Como muchas otras personas, me siento consternado, indignado, impotente y preocupado por el nivel de violencia social que se vive en el país. Nunca antes, ni siquiera en los días difíciles de las dictaduras militares, de los regímenes autoritarios e intolerantes o del conflicto armado interno, vimos tanta muerte y dolor.
Parece que asistimos a una orgía colectiva de sangre. Ahora la violencia es tanta, que ya no conmueve. La población está tan acostumbrada a la muerte violenta y cotidiana de personas, que a veces los hechos pasan desapercibidos, son tan comunes que ya ni siquiera llaman la atención. En otras palabras, parece que la sociedad se ha vuelto indiferente e indolente.

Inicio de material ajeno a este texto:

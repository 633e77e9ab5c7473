// crates/profile/src/domain/errors/mod.rs

mod follow_error;

pub use follow_error::{FollowError, FollowResult};
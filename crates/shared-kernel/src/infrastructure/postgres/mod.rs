// crates/shared-kernel/src/infrastructure/postgres/mod.rs

pub mod factories;
pub mod mappers;
pub mod transactions;

#[cfg(feature = "test-utils")]
pub mod utils;
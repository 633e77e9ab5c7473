// crates/shared-kernel/src/errors/error_code.rs
use serde::Serialize;

#[derive(Debug, Clone, Copy, Serialize, PartialEq, Eq)]
#[serde(rename_all = "SCREAMING_SNAKE_CASE")]
pub enum ErrorCode {
    ValidationFailed,
    NotFound,
    AlreadyExists,
    ConcurrencyConflict,
    Unauthorized,
    Forbidden,
    InternalError,
    InfrastructureFailure,
}
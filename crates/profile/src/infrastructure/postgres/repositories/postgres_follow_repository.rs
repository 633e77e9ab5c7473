// crates/profile/src/infrastructure/postgres/repositories/postgres_follow_repository.rs

use async_trait::async_trait;
use sqlx::PgPool;
use shared_kernel::domain::transaction::Transaction;
use shared_kernel::domain::value_objects::AccountId;
use shared_kernel::errors::Result;
use shared_kernel::infrastructure::postgres::mappers::SqlxErrorExt;
use shared_kernel::infrastructure::postgres::transactions::execute_on;
use crate::domain::entities::FollowEdge;
use crate::domain::repositories::FollowRepository;

pub struct PostgresFollowRepository {
    pool: PgPool,
}

impl PostgresFollowRepository {
    pub fn new(pool: PgPool) -> Self {
        Self { pool }
    }
}

#[async_trait]
impl FollowRepository for PostgresFollowRepository {
    async fn exists(&self, follower_id: &AccountId, following_id: &AccountId) -> Result<bool> {
        let sql = "SELECT EXISTS(SELECT 1 FROM follows WHERE follower_id = $1 AND following_id = $2)";

        sqlx::query_scalar::<_, bool>(sql)
            .bind(follower_id.as_uuid())
            .bind(following_id.as_uuid())
            .fetch_one(&self.pool)
            .await
            .map_domain::<FollowEdge>()
    }

    async fn insert_edge(&self, tx: &mut dyn Transaction, edge: &FollowEdge) -> Result<()> {
        let edge = edge.clone();

        // Clé étrangère violée => NotFound (profil absent)
        execute_on(&self.pool, Some(tx), |conn| Box::pin(async move {
            let sql = r#"
                INSERT INTO follows (follower_id, following_id, created_at)
                VALUES ($1, $2, $3)
                ON CONFLICT (follower_id, following_id) DO NOTHING
            "#;

            sqlx::query(sql)
                .bind(edge.follower_id().as_uuid())
                .bind(edge.following_id().as_uuid())
                .bind(edge.created_at())
                .execute(&mut *conn)
                .await
                .map_domain::<FollowEdge>()?;

            Ok(())
        })).await
    }

    async fn delete_edge(
        &self,
        tx: &mut dyn Transaction,
        follower_id: &AccountId,
        following_id: &AccountId,
    ) -> Result<()> {
        let (follower, following) = (*follower_id, *following_id);

        execute_on(&self.pool, Some(tx), |conn| Box::pin(async move {
            sqlx::query("DELETE FROM follows WHERE follower_id = $1 AND following_id = $2")
                .bind(follower.as_uuid())
                .bind(following.as_uuid())
                .execute(&mut *conn)
                .await
                .map_domain::<FollowEdge>()?;

            Ok(())
        })).await
    }
}
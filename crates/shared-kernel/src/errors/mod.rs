// crates/shared-kernel/src/errors/mod.rs

mod app_error;
mod error;
mod error_code;
mod result;

pub use app_error::AppError;
pub use error::DomainError;
pub use error_code::ErrorCode;
pub use result::{internal_err, AppResult, Result};
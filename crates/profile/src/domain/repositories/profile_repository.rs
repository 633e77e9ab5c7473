// crates/profile/src/domain/repositories/profile_repository.rs

use async_trait::async_trait;
use shared_kernel::domain::transaction::Transaction;
use shared_kernel::domain::value_objects::AccountId;
use shared_kernel::errors::Result;

use crate::domain::entities::Profile;

#[async_trait]
pub trait ProfileRepository: Send + Sync {
    /// Identité + compteurs
    async fn fetch(&self, id: &AccountId) -> Result<Option<Profile>>;

    /// Création avec compteurs à zéro. Handle et compte déjà pris : `AlreadyExists`.
    async fn insert(&self, profile: &Profile, tx: Option<&mut dyn Transaction>) -> Result<()>;

    /// Sauvegarde de l'identité seule, verrou optimiste sur `expected_version()`
    async fn save(&self, profile: &Profile, tx: Option<&mut dyn Transaction>) -> Result<()>;
}
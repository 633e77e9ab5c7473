// crates/profile/src/application/get_profile/get_profile_use_case.rs

use std::sync::Arc;
use shared_kernel::domain::entities::EntityOptionExt;
use shared_kernel::errors::Result;
use crate::application::get_profile::GetProfileQuery;
use crate::domain::entities::Profile;
use crate::domain::repositories::ProfileRepository;

pub struct GetProfileUseCase {
    repo: Arc<dyn ProfileRepository>,
}

impl GetProfileUseCase {
    pub fn new(repo: Arc<dyn ProfileRepository>) -> Self {
        Self { repo }
    }

    /// Identité + compteurs
    pub async fn execute(&self, query: GetProfileQuery) -> Result<Profile> {
        self.repo
            .fetch(&query.account_id)
            .await?
            .ok_or_not_found(query.account_id)
    }
}
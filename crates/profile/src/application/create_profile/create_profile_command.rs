// crates/profile/src/application/create_profile/create_profile_command.rs

use serde::{Deserialize, Serialize};
use shared_kernel::domain::value_objects::{AccountId, Url};
use crate::domain::value_objects::{Bio, DisplayName, Handle};

#[derive(Debug, Clone, Serialize, Deserialize)]
pub struct CreateProfileCommand {
    pub account_id: AccountId,
    pub display_name: DisplayName,
    pub handle: Handle,
    pub bio: Option<Bio>,
    pub avatar_url: Option<Url>,
}
// crates/shared-kernel/src/domain/transaction/mod.rs

mod transaction;
mod transaction_manager;

pub use transaction::Transaction;
pub use transaction_manager::{TransactionManager, TxFuture, TxWork};
// crates/shared-kernel/src/infrastructure/transaction_manager.rs

use std::future::Future;
use crate::domain::transaction::{Transaction, TransactionManager, TxFuture};
use crate::errors::Result;

/// Helper générique : évite de boxer la closure et le futur à chaque appel.
pub trait TransactionManagerExt: TransactionManager {
    fn run_in_transaction<'a, F, Fut>(&'a self, f: F) -> TxFuture<'a>
    where
        F: FnOnce(Box<dyn Transaction>) -> Fut + Send + 'a,
        Fut: Future<Output = Result<()>> + Send + 'a,
    {
        self.in_transaction(Box::new(move |tx| Box::pin(f(tx))))
    }
}

impl<T: TransactionManager + ?Sized> TransactionManagerExt for T {}
// crates/profile/src/domain/value_objects/handle.rs

use std::sync::LazyLock;
use regex::Regex;
use serde::{Deserialize, Serialize};
use unicode_normalization::UnicodeNormalization;
use shared_kernel::domain::value_objects::ValueObject;
use shared_kernel::errors::{DomainError, Result};

// Compilée une seule fois, motif constant
static HANDLE_REGEX: LazyLock<Regex> = LazyLock::new(|| {
    Regex::new(r"^[a-z0-9][a-z0-9._]*[a-z0-9]$").expect("handle pattern is a valid regex")
});

/// Identifiant public unique du profil (`@handle`).
#[derive(Debug, Clone, PartialEq, Eq, Hash, Serialize, Deserialize)]
#[serde(try_from = "String", into = "String")]
pub struct Handle(String);

impl Handle {
    pub const MIN_LEN: usize = 3;
    pub const MAX_LEN: usize = 30;

    /// Constructeur sécurisé (API / Domaine)
    pub fn try_new(value: impl Into<String>) -> Result<Self> {
        let raw = value.into();

        // NFC + Lowercase + Trim
        let normalized: String = raw.trim()
            .nfc()
            .collect::<String>()
            .to_lowercase();

        let handle = Self(normalized);
        handle.validate()?;
        Ok(handle)
    }

    /// Reconstruction rapide (Infrastructure / DB)
    pub fn from_raw(value: impl Into<String>) -> Self {
        Self(value.into())
    }

    pub fn as_str(&self) -> &str {
        &self.0
    }
}

impl ValueObject for Handle {
    fn validate(&self) -> Result<()> {
        let len = self.0.chars().count();

        if len < Self::MIN_LEN || len > Self::MAX_LEN {
            return Err(DomainError::Validation {
                field: "handle",
                reason: format!("Handle must be between {} and {} characters", Self::MIN_LEN, Self::MAX_LEN),
            });
        }

        if !HANDLE_REGEX.is_match(&self.0) {
            return Err(DomainError::Validation {
                field: "handle",
                reason: "Invalid format: only lowercase, numbers, dots or underscores allowed. Cannot start/end with special chars.".into(),
            });
        }

        // Anti-obfuscation
        if self.0.contains("..") || self.0.contains("__") || self.0.contains("._") || self.0.contains("_.") {
            return Err(DomainError::Validation {
                field: "handle",
                reason: "Handle cannot contain consecutive special characters".into(),
            });
        }

        Ok(())
    }
}

impl TryFrom<String> for Handle {
    type Error = DomainError;

    fn try_from(value: String) -> Result<Self> {
        Self::try_new(value)
    }
}

impl From<Handle> for String {
    fn from(handle: Handle) -> Self {
        handle.0
    }
}

impl std::fmt::Display for Handle {
    fn fmt(&self, f: &mut std::fmt::Formatter<'_>) -> std::fmt::Result {
        f.write_str(self.as_str())
    }
}
// crates/profile/src/application/follow_controller/follow_toggle_controller.rs

use std::sync::Arc;
use dashmap::DashMap;
use shared_kernel::domain::value_objects::AccountId;
use shared_kernel::infrastructure::concurrency::{InFlightPermit, InFlightRegistry};
use crate::application::follow_controller::{FollowRequestState, FollowView};
use crate::application::follow_graph::FollowGraph;
use crate::domain::entities::Profile;
use crate::domain::errors::{FollowError, FollowResult};
use crate::domain::value_objects::FollowState;

type PairKey = (AccountId, AccountId);

/// Façade client d'un `FollowGraph` : au plus une bascule en cours par paire
/// (viewer, cible) et un état de requête observable par paire.
pub struct FollowController {
    graph: Arc<dyn FollowGraph>,
    in_flight: InFlightRegistry<PairKey>,
    states: DashMap<PairKey, FollowRequestState>,
}

/// Passe la paire en `Pending`. Un slot jamais réglé (futur annulé)
/// remet la paire à `Idle` ; le permis est rendu après.
struct PendingSlot<'a> {
    states: &'a DashMap<PairKey, FollowRequestState>,
    key: PairKey,
    settled: bool,
    _permit: InFlightPermit<PairKey>,
}

impl<'a> PendingSlot<'a> {
    fn open(states: &'a DashMap<PairKey, FollowRequestState>, permit: InFlightPermit<PairKey>) -> Self {
        let key = *permit.key();
        states.insert(key, FollowRequestState::Pending);
        Self {
            states,
            key,
            settled: false,
            _permit: permit,
        }
    }

    fn settle(&mut self, result: FollowResult<FollowState>) {
        self.states.insert(self.key, FollowRequestState::Settled(result));
        self.settled = true;
    }
}

impl Drop for PendingSlot<'_> {
    fn drop(&mut self) {
        if !self.settled {
            self.states.remove(&self.key);
        }
    }
}

/// Vue en attente de réponse : annulée si le futur est abandonné
struct PendingView<'v> {
    view: &'v mut FollowView,
    settled: bool,
}

impl PendingView<'_> {
    fn settle(&mut self, result: FollowResult<FollowState>) {
        self.view.settle(result);
        self.settled = true;
    }
}

impl Drop for PendingView<'_> {
    fn drop(&mut self) {
        if !self.settled {
            self.view.cancel();
        }
    }
}

impl FollowController {
    pub fn new(graph: Arc<dyn FollowGraph>) -> Self {
        Self {
            graph,
            in_flight: InFlightRegistry::new(),
            states: DashMap::new(),
        }
    }

    pub fn request_state(&self, viewer_id: AccountId, target_id: AccountId) -> FollowRequestState {
        self.states
            .get(&(viewer_id, target_id))
            .map(|state| state.clone())
            .unwrap_or_default()
    }

    pub fn is_in_flight(&self, viewer_id: AccountId, target_id: AccountId) -> bool {
        self.in_flight.is_in_flight(&(viewer_id, target_id))
    }

    /// Oublie une requête réglée : la paire repasse à `Idle`
    pub fn acknowledge(&self, viewer_id: AccountId, target_id: AccountId) {
        self.states
            .remove_if(&(viewer_id, target_id), |_, state| !state.is_pending());
    }

    pub async fn get_follow_state(
        &self,
        viewer_id: Option<AccountId>,
        target_id: AccountId,
    ) -> FollowResult<FollowState> {
        self.graph.get_follow_state(viewer_id, target_id).await
    }

    pub async fn toggle(
        &self,
        viewer_id: Option<AccountId>,
        target_id: AccountId,
        desired_state: Option<FollowState>,
    ) -> FollowResult<FollowState> {
        let viewer = viewer_id.ok_or(FollowError::NotAuthenticated)?;

        let Some(permit) = self.in_flight.try_acquire((viewer, target_id)) else {
            tracing::debug!("⏳ Toggle already in flight: {} -> {}", viewer, target_id);
            return Err(FollowError::ToggleInFlight);
        };

        let mut slot = PendingSlot::open(&self.states, permit);
        let result = self.graph.toggle_follow(Some(viewer), target_id, desired_state).await;
        slot.settle(result.clone());

        result
    }

    /// Vue initiale : profil cible déjà lu + lecture de l'état de relation
    pub async fn load_view(&self, viewer_id: Option<AccountId>, target: &Profile) -> FollowResult<FollowView> {
        let state = self.get_follow_state(viewer_id, target.account_id()).await?;
        Ok(FollowView::from_profile(target, state))
    }

    /// Bascule optimiste : la vue change tout de suite, puis suit le serveur
    /// ou revient à son état d'avant en cas d'erreur.
    pub async fn toggle_view(&self, viewer_id: Option<AccountId>, view: &mut FollowView) -> FollowResult<FollowState> {
        let Some(desired) = view.begin_toggle() else {
            return Err(FollowError::ToggleInFlight);
        };

        let target_id = view.target_id();
        let mut pending = PendingView { view, settled: false };
        let result = self.toggle(viewer_id, target_id, Some(desired)).await;
        pending.settle(result.clone());
        result
    }
}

La historia de Guatemala está llena de pasajes llenos de violencia política, proveniente de grupos y sectores dominantes que la han impuesto para detentar el poder político, implantar su proyecto de clase dominante y mantener el estado de cosas.
En el siglo XX la violencia organizada del Estado tuvo su máxima expresión, cuando se aplicó la Doctrina de la seguridad nacional y las políticas contrainsurgentes, que provocaron un saldo trágico de miles de víctimas y dejaron el tejido social guatemalteco desgarrado y todavía, polarizado.
Los tiempos del terrorismo de Estado, de la violencia contrainsurgente selectiva, sistemática e intolerante, fueron superados en diciembre 1996 cuando se firmó el acuerdo de paz firme y duradera entre el gobierno y las organizaciones insurgentes armadas, representadas por la Unidad Revolucionaria Nacional Guatemalteca URNG.
Se pensó que los acuerdos de paz son, el punto de partida para la construcción de un nuevo Estado y país, sustentado en la democracia participativa y la paz. Pero ahora, el costo social que conlleva la construcción de la democracia y la paz, pasa por otros actores a quienes no interesan los citados valores.
Debido a que en el país prevalecen altos índices de desempleo, exclusión y marginación social, así como de desnutrición crónica infantil, pobreza y extrema pobreza, han aumentado también la intervención e influencia de otros actores que contribuyen a la cultura de violencia. La incursión del crimen organizado, narcotráfico, trata de personas y contrabando de armas, hace más sensitiva la violencia social que ahora es deshumanizada y cruel.
Pero lo que sí debe golpear la conciencia nacional, es el cobarde asesinato de niñas y niños que ahora suele ocurrir con frecuencia, víctimas inocentes de criminales extorsionistas y secuestradores.
Lo penoso es que por diversos motivos, algunos irracionales y absurdos, gran parte de la niñez y juventud del país, está siendo sacrificada por el uso de la violencia. A causa de la cultura de violencia impuesta, se está reduciendo drásticamente la población infantil y juvenil, sea por la acción violenta de criminales o por la omisión del Estado derivada de las políticas de exclusión y marginación.
Esas muertes violentas y deplorables nos retratan ante el mundo como un país poco civilizado, de salvajes, donde predomina la barbarie y el desprecio absoluto por la vida, ante los ojos y paciencia de las autoridades que se muestran incapaces de controlar las acciones criminales.
Mi solidaridad con todas las familias guatemaltecas que lloran la pérdida irreparable de sus seres queridos. Como lo demandan amplios sectores sociales organizados, me uno al pedido de justicia.